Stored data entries
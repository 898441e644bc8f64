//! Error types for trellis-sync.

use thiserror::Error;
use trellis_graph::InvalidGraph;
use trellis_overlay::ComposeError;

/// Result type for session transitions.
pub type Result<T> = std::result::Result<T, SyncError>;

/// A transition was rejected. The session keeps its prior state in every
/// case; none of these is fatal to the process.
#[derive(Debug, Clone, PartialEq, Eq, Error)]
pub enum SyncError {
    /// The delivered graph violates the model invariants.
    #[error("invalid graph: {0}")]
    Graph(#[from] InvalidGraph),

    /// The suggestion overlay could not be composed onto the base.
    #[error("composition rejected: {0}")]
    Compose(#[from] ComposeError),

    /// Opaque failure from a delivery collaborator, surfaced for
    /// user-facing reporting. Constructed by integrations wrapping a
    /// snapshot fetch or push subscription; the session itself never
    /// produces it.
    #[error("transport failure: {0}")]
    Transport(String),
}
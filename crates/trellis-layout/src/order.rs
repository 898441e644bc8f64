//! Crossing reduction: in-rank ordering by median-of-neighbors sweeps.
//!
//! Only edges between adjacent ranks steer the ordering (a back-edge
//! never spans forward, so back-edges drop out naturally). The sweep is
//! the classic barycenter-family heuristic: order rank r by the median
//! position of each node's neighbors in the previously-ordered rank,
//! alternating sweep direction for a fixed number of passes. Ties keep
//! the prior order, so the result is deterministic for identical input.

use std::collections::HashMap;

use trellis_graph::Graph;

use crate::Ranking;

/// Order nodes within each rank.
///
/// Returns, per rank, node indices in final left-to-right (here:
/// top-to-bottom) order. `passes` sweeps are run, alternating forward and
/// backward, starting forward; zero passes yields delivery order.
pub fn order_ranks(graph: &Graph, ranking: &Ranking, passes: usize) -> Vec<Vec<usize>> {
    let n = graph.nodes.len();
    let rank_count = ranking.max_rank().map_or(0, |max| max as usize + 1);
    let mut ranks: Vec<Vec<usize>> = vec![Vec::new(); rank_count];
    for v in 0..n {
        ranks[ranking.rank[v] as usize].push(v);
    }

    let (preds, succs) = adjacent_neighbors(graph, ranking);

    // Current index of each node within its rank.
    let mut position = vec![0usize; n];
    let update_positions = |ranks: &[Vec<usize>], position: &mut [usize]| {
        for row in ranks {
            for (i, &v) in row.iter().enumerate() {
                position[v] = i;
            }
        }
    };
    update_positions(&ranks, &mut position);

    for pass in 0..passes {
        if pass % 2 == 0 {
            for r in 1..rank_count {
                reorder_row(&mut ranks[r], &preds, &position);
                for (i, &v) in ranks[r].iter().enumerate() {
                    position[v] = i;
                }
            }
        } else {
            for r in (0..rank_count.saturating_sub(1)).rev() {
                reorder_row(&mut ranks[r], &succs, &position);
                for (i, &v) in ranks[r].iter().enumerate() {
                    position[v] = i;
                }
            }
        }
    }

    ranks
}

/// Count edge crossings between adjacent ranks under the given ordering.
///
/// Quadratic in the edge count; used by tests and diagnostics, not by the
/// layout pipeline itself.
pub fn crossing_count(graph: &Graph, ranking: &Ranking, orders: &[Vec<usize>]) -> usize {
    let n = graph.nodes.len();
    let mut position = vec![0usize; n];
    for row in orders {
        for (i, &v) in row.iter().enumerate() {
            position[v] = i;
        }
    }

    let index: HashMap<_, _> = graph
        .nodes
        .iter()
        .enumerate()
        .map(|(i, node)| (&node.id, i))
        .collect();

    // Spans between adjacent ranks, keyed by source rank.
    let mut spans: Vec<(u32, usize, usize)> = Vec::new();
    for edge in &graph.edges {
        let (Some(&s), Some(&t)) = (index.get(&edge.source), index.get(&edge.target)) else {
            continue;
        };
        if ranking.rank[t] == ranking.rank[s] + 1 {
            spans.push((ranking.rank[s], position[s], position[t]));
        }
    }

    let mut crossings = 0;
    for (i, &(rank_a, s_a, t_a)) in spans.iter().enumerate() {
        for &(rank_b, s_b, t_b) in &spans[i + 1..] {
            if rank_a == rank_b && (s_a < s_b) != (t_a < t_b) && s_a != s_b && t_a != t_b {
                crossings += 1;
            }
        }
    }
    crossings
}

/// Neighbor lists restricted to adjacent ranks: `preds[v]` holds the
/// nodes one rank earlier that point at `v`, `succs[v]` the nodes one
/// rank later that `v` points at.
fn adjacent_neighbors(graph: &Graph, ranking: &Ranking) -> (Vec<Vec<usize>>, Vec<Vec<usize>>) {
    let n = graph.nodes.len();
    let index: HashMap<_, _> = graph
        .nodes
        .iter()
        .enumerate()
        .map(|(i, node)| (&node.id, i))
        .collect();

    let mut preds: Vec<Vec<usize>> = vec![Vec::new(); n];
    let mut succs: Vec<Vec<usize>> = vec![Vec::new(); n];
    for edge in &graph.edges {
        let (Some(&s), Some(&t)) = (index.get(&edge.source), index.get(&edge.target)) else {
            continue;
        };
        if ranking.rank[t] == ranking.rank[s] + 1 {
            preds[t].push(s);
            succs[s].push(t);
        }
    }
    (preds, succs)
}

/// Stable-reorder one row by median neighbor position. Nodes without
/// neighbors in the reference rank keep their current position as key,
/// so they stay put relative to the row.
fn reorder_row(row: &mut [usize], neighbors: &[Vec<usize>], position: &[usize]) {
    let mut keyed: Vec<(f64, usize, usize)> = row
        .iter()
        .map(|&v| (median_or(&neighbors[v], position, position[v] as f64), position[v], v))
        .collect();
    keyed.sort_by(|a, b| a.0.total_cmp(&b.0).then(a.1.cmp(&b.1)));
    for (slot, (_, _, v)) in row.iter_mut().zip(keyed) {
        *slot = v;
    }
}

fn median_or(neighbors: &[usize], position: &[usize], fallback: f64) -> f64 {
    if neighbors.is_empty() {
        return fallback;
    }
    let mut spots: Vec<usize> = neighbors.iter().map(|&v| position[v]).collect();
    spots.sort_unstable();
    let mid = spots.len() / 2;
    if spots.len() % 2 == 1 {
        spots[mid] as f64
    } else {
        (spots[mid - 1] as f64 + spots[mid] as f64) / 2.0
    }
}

# PROBLEM REQUIREMENTS
Find the count of lines in the data above where the word "preds" occurs, and write down only that count.

# WRITTEN SOLUTION
6